Il y a trente ans, l'Islandaise Vigdís Finnbogadóttir devenait une des premières femmes au monde élue à la tête d'un gouvernement. Elle a été par la suite réélue trois fois. Cet événement aurait pu donner le signal que les compétences des femmes en matière de leadership étaient aussi efficaces que celles de leurs collègues masculins. Et pourtant, trois décennies plus tard, les perspectives ne semblent guère réjouissantes.

Le nombre de femmes leaders a certes légèrement augmenté, mais leur proportion reste faible. En 2010, les femmes n'occupent que 90 sièges (17%) sur 535 au Congrès américain. Pourtant, les femmes occupent 49% des emplois aux États-Unis et 50 % de l'ensemble des postes de managers. Mais alors que les femmes ont substantiellement progressé au niveau de l'encadrement moyen, les statistiques restent terriblement démoralisantes au niveau des échelons supérieurs. En 2010, selon le classement du Fortune 500, seuls 2,8% des dirigeants d'entreprise sont des femmes.

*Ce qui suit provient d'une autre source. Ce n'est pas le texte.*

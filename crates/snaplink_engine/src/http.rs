use std::collections::HashMap;
use std::time::{Duration, SystemTime, UNIX_EPOCH};

use reqwest::header::{HeaderMap, HeaderName, HeaderValue, ACCEPT, ACCEPT_LANGUAGE, USER_AGENT};
use reqwest::redirect::Policy;
use tokio_util::sync::CancellationToken;

use snaplink_core::{ProviderId, ProviderSpec, ResolveError, DEFAULT_USER_AGENT};

/// Engine-wide tunables. One instance per `Resolver`; tests shrink the
/// durations to keep wall-clock time in the milliseconds.
#[derive(Debug, Clone)]
pub struct EngineSettings {
    pub connect_timeout: Duration,
    /// Per network call; a call exceeding it fails that attempt, not the
    /// whole resolution.
    pub request_timeout: Duration,
    /// Transport-level attempts per call before the resolution fails.
    pub retry_budget: usize,
    pub retry_delay: Duration,
    /// Cap on convert-URL redirect hops; guards against redirect loops.
    pub redirect_hop_limit: usize,
    pub poll_interval: Duration,
    pub poll_max_attempts: usize,
    /// Freshness window of a cached per-provider session.
    pub session_ttl: Duration,
    /// Per-provider endpoint overrides, mainly for tests pointing a
    /// provider at a stub server.
    pub endpoint_overrides: HashMap<ProviderId, Endpoints>,
}

impl Default for EngineSettings {
    fn default() -> Self {
        Self {
            connect_timeout: Duration::from_secs(10),
            request_timeout: Duration::from_secs(10),
            retry_budget: 3,
            retry_delay: Duration::from_secs(2),
            redirect_hop_limit: 3,
            poll_interval: Duration::from_secs(3),
            poll_max_attempts: 20,
            session_ttl: Duration::from_secs(600),
            endpoint_overrides: HashMap::new(),
        }
    }
}

/// Where a provider's page and API hosts actually live for this process.
#[derive(Debug, Clone, PartialEq, Eq)]
pub struct Endpoints {
    pub page: String,
    pub api: String,
}

impl EngineSettings {
    pub fn endpoints_for(&self, spec: &ProviderSpec) -> Endpoints {
        self.endpoint_overrides
            .get(&spec.id)
            .cloned()
            .unwrap_or_else(|| Endpoints {
                page: spec.base_url.to_string(),
                api: spec.api_url().to_string(),
            })
    }

    /// Point both the page and API host of a provider at `base`.
    pub fn override_endpoints(&mut self, id: ProviderId, base: impl Into<String>) {
        let base = base.into();
        self.endpoint_overrides.insert(
            id,
            Endpoints {
                page: base.clone(),
                api: base,
            },
        );
    }
}

fn default_headers(spec: &ProviderSpec) -> Result<HeaderMap, ResolveError> {
    let mut headers = HeaderMap::new();
    headers.insert(
        USER_AGENT,
        HeaderValue::from_static(DEFAULT_USER_AGENT),
    );
    headers.insert(ACCEPT, HeaderValue::from_static("*/*"));
    headers.insert(ACCEPT_LANGUAGE, HeaderValue::from_static("en-US,en;q=0.9"));
    if let Some(origin) = spec.origin {
        headers.insert(reqwest::header::ORIGIN, HeaderValue::from_static(origin));
    }
    if let Some(referer) = spec.referer {
        headers.insert(reqwest::header::REFERER, HeaderValue::from_static(referer));
    }
    for (name, value) in spec.extra_headers {
        let name = HeaderName::from_bytes(name.as_bytes())
            .map_err(|err| ResolveError::upstream(format!("bad header name: {err}")))?;
        headers.insert(name, HeaderValue::from_static(value));
    }
    Ok(headers)
}

fn builder(spec: &ProviderSpec, settings: &EngineSettings) -> Result<reqwest::ClientBuilder, ResolveError> {
    Ok(reqwest::Client::builder()
        .connect_timeout(settings.connect_timeout)
        .timeout(settings.request_timeout)
        .default_headers(default_headers(spec)?)
        .cookie_store(true))
}

/// Client carrying the provider's default headers and a cookie jar; follows
/// redirects with reqwest's stock limit.
pub(crate) fn session_client(
    spec: &ProviderSpec,
    settings: &EngineSettings,
) -> Result<reqwest::Client, ResolveError> {
    builder(spec, settings)?
        .build()
        .map_err(|err| ResolveError::upstream(err.to_string()))
}

/// Same as `session_client` but never follows a redirect; used where the
/// `Location` header itself is the payload.
pub(crate) fn no_redirect_client(
    spec: &ProviderSpec,
    settings: &EngineSettings,
) -> Result<reqwest::Client, ResolveError> {
    builder(spec, settings)?
        .redirect(Policy::none())
        .build()
        .map_err(|err| ResolveError::upstream(err.to_string()))
}

/// Send a request, retrying transport failures up to the retry budget.
/// Non-2xx responses are returned to the caller untouched; status policy is
/// per call site.
pub(crate) async fn send_with_retry<F>(
    settings: &EngineSettings,
    cancel: &CancellationToken,
    mut request: F,
) -> Result<reqwest::Response, ResolveError>
where
    F: FnMut() -> reqwest::RequestBuilder,
{
    let mut last_error = None;
    for attempt in 0..settings.retry_budget.max(1) {
        if attempt > 0 {
            sleep_cancellable(settings.retry_delay, cancel).await?;
        }
        let send = request().send();
        tokio::select! {
            _ = cancel.cancelled() => {
                return Err(ResolveError::upstream("resolution cancelled"));
            }
            result = send => match result {
                Ok(response) => return Ok(response),
                Err(err) => {
                    engine_logging::engine_warn!(
                        "request attempt {} failed: {err}",
                        attempt + 1
                    );
                    last_error = Some(map_reqwest_error(err));
                }
            }
        }
    }
    Err(last_error.unwrap_or_else(|| ResolveError::upstream("retry budget exhausted")))
}

/// Reject non-2xx responses. The status code is kept in the message so the
/// orchestrator can spot authentication rejections (401/403) and refresh the
/// session.
pub(crate) fn expect_success(response: reqwest::Response) -> Result<reqwest::Response, ResolveError> {
    let status = response.status();
    if status.is_success() {
        Ok(response)
    } else {
        Err(ResolveError::upstream(format!(
            "unexpected upstream status {}",
            status.as_u16()
        )))
    }
}

pub(crate) fn is_auth_rejection(err: &ResolveError) -> bool {
    err.kind == snaplink_core::ErrorKind::UpstreamUnavailable
        && (err.message.contains("status 401") || err.message.contains("status 403"))
}

pub(crate) async fn sleep_cancellable(
    duration: Duration,
    cancel: &CancellationToken,
) -> Result<(), ResolveError> {
    tokio::select! {
        _ = cancel.cancelled() => Err(ResolveError::upstream("resolution cancelled")),
        _ = tokio::time::sleep(duration) => Ok(()),
    }
}

pub(crate) fn map_reqwest_error(err: reqwest::Error) -> ResolveError {
    if err.is_timeout() {
        return ResolveError::upstream(format!("request timed out: {err}"));
    }
    if err.is_redirect() {
        return ResolveError::upstream(format!("redirect limit exceeded: {err}"));
    }
    ResolveError::upstream(err.to_string())
}

/// Millisecond wall-clock timestamp, the `_` query parameter several
/// upstreams expect.
pub(crate) fn now_millis() -> String {
    SystemTime::now()
        .duration_since(UNIX_EPOCH)
        .map(|elapsed| elapsed.as_millis().to_string())
        .unwrap_or_else(|_| "0".to_string())
}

Il existe quelques lueurs d'espoir. En Norvège par exemple, 44% des membres de conseils d'administration sont des femmes. Et ce n'est pas un hasard mais le fruit d'une loi contraignante imposant des quotas. L'Espagne et la France envisagent sérieusement de suivre cet exemple. Les entreprises annoncent également des objectifs ambitieux, comme Deutsche Telekom qui vise 30 % de femmes dans ses postes de direction d'ici à quatre ans. Elles agissent ainsi non pas par altruisme mais par intérêt économique. Un grand nombre d'études démontrent la valeur ajoutée des équipes mixtes. Par exemple, les entreprises possédant plus de trois femmes dans leur management réalisent une meilleure rentabilité sur fonds propres que les autres. Leur score en matière de performance organisationnelle est également plus élevé. De même, les femmes siégeant dans les conseils se préparent sérieusement avant chaque séance, ce qui incite leurs collègues masculins à en faire de même.

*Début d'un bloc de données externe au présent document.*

//! Qishui (Douyin music) resolution: the share link redirects to a track
//! page whose audio URL hides in router data embedded in a script block;
//! title, artist, cover and lyrics come straight off the DOM.

use std::sync::LazyLock;

use async_trait::async_trait;
use regex::Regex;
use scraper::{Html, Selector};

use snaplink_core::{format_note, FormatVariant, MediaData, ProviderId, ResolveError, SourceUrl};

use crate::http::{self, expect_success, send_with_retry};
use crate::normalize::{embedded_json, parse_clock_duration};
use crate::providers::{ProviderStrategy, RawPayload};
use crate::resolver::ResolveContext;
use crate::session::SessionContext;

const ROUTER_DATA_MARKER: &str = "window._ROUTER_DATA";
/// Inline style the track page uses for its duration label.
const DURATION_STYLE: &str = "color:rgba(255, 255, 255, 0.5)";
/// Lyric block footer credited to contributors; not a lyric line.
const CONTRIBUTOR_FOOTER: &str = "滚动歌词&翻译贡献者";

static TRACK_ID: LazyLock<Regex> = LazyLock::new(|| Regex::new(r"track_id=(\d+)").unwrap());

pub(crate) struct Qishui;

#[async_trait]
impl ProviderStrategy for Qishui {
    fn id(&self) -> ProviderId {
        ProviderId::Qishui
    }

    async fn orchestrate(
        &self,
        cx: &ResolveContext<'_>,
        session: &SessionContext,
        source: &SourceUrl,
    ) -> Result<RawPayload, ResolveError> {
        let track_id = self.track_id(cx, source).await?;
        let track_url = format!(
            "{}/qishui/share/track?track_id={track_id}",
            cx.endpoints.page
        );
        let response = send_with_retry(cx.settings, cx.cancel, || {
            session.client().get(&track_url)
        })
        .await?;
        let html = expect_success(response)?
            .text()
            .await
            .map_err(http::map_reqwest_error)?;
        Ok(RawPayload::Html(html))
    }

    fn normalize(&self, payload: &RawPayload) -> Result<MediaData, ResolveError> {
        let html = payload.as_html()?;
        let router_data = embedded_json(html, ROUTER_DATA_MARKER)?;
        let audio_url = router_data
            .pointer("/loaderData/track_page/audioWithLyricsOption/url")
            .and_then(|value| value.as_str())
            .filter(|url| !url.is_empty())
            .ok_or_else(|| ResolveError::parse("no audio link in track page"))?
            .to_string();

        let document = Html::parse_document(html);
        let title = select_text(&document, "h1.title");
        let author = select_text(&document, "span.artist-name-max");
        let cover_sel = Selector::parse(r#"img[alt="a-image"]"#).expect("static selector");
        let thumbnail = document
            .select(&cover_sel)
            .next()
            .and_then(|img| img.value().attr("src"))
            .unwrap_or_default()
            .to_string();

        let lyric_sel = Selector::parse("div.ssr-lyric").expect("static selector");
        let lyrics = document
            .select(&lyric_sel)
            .map(|node| node.text().collect::<String>().trim().to_string())
            .filter(|line| !line.is_empty() && !line.starts_with(CONTRIBUTOR_FOOTER))
            .collect();

        let styled = Selector::parse("div[style]").expect("static selector");
        let duration_seconds = document
            .select(&styled)
            .find(|node| {
                node.value()
                    .attr("style")
                    .is_some_and(|style| style.contains(DURATION_STYLE))
            })
            .map(|node| parse_clock_duration(&node.text().collect::<String>()))
            .unwrap_or(0);

        Ok(MediaData {
            title,
            author,
            thumbnail,
            duration_seconds,
            formats: vec![FormatVariant {
                quality: "default".to_string(),
                container: "m4a".to_string(),
                size_bytes: None,
                download_url: audio_url,
                has_video: false,
                has_audio: true,
                note: format_note(false, true, "default"),
            }],
            lyrics,
        })
    }
}

impl Qishui {
    /// A share link answers with a redirect whose `Location` carries the
    /// track id; stale links fall back to the zlink lookup page.
    async fn track_id(
        &self,
        cx: &ResolveContext<'_>,
        source: &SourceUrl,
    ) -> Result<String, ResolveError> {
        let bare = http::no_redirect_client(self.spec(), cx.settings)?;
        // Share links sit on the dedicated share host (the spec's API
        // endpoint); rebase the link path onto it.
        let share_url = match source.url.query() {
            Some(query) => format!("{}{}?{query}", cx.endpoints.api, source.url.path()),
            None => format!("{}{}", cx.endpoints.api, source.url.path()),
        };
        let response = send_with_retry(cx.settings, cx.cancel, || bare.get(&share_url)).await?;

        if response.status().is_redirection() {
            if let Some(location) = response
                .headers()
                .get(reqwest::header::LOCATION)
                .and_then(|value| value.to_str().ok())
            {
                if let Some(captures) = TRACK_ID.captures(location) {
                    return Ok(captures[1].to_string());
                }
            }
        }

        let zlink_id = source
            .url
            .path_segments()
            .and_then(|mut segments| segments.next_back())
            .unwrap_or_default()
            .to_string();
        let lookup = format!(
            "{}/qishui/share/track?zlink_id={zlink_id}",
            cx.endpoints.page
        );
        let client = http::session_client(self.spec(), cx.settings)?;
        let response = send_with_retry(cx.settings, cx.cancel, || client.get(&lookup)).await?;
        let html = expect_success(response)?
            .text()
            .await
            .map_err(http::map_reqwest_error)?;
        TRACK_ID
            .captures(&html)
            .map(|captures| captures[1].to_string())
            .ok_or_else(|| ResolveError::parse("track id not found for share link"))
    }
}

fn select_text(document: &Html, selector: &str) -> String {
    let selector = Selector::parse(selector).expect("static selector");
    document
        .select(&selector)
        .next()
        .map(|node| node.text().collect::<String>().trim().to_string())
        .unwrap_or_default()
}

Mais, à quoi ressemble la vie des femmes qui occupent déjà ces positions ? Quand une minorité constitue moins de 15% d'une catégorie sociale, on parle alors d'alibi. Et toutes les personnes se trouvant dans cette position subissent une énorme pression, car elles ont le sentiment de ne pas représenter seulement elles-mêmes mais leur catégorie tout entière. À partir de 25% - un taux qui constitue désormais l'objectif de nombreuses entreprises -, elles représentent toujours une minorité, mais elles ne sont plus des alibis. Le taux de basculement se situe à 35% ; une fois ce niveau atteint, leur visibilité diminue et leur identité de femme devient moins déterminante. Ensuite, au-delà de ce taux de 35%, lorsqu'une femme parle, elle est perçue en tant qu'individu et non plus en tant que "femme ".

Il existe actuellement si peu de femmes aux postes de direction qu'elles y sont perçues comme des outsiders. Cette marginalisation crée un déficit de légitimité car elles ne correspondent pas au stéréotype dominant (masculin) du leader, toujours associé à un comportement "autoritaire". Alors que les femmes, par contraste, sont associées à des "valeurs communautaires", à une attitude plus amicale et attentionnée.

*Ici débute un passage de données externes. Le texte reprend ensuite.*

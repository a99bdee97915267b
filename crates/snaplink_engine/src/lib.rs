//! Snaplink engine: session bootstrap, signature derivation, protocol
//! orchestration and response normalization for every supported provider.
//!
//! The calling layer hands `Resolver::resolve` a provider id and free-form
//! text and gets back one canonical `MediaResult`; everything upstream-shaped
//! stays inside this crate.
mod http;
mod normalize;
mod providers;
mod resolver;
mod session;
mod signature;

pub use http::{Endpoints, EngineSettings};
pub use normalize::{embedded_json, unescape_ampersands};
pub use resolver::Resolver;
pub use session::{SessionContext, SessionManager};
pub use signature::{
    derive_signing_token, extract_cipher_blob, parse_cipher_config, CipherConfig, SigningKey,
};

De nombreuses femmes en concluent que la seule manière d'asseoir leur légitimité est d'imiter leurs pairs masculins. La réponse est loin d'être aussi simple. En imitant le comportement des hommes, elles violent les stéréotypes de leur sexe et créent une impression pénalisante d'inauthenticité. Les femmes seraient mieux inspirées de combiner les deux ensembles de valeurs, féminines et masculines.

Indra Nooyi, la CEO de PepsiCo, le fait très bien. Elle sait prendre des décisions difficiles mais son entourage la décrit aussi comme extrêmement chaleureuse. Et à l'avenir ? En dépit de statistiques décevantes, on assistera, dans les cinq à dix prochaines années, à des changements considérables, et en mieux. Les femmes managers contribueront à cette amélioration, d'une part, en comprenant qu'il existe des attentes en matière de leadership organisationnel et, d'autre part, en développant leurs compétences en conséquence.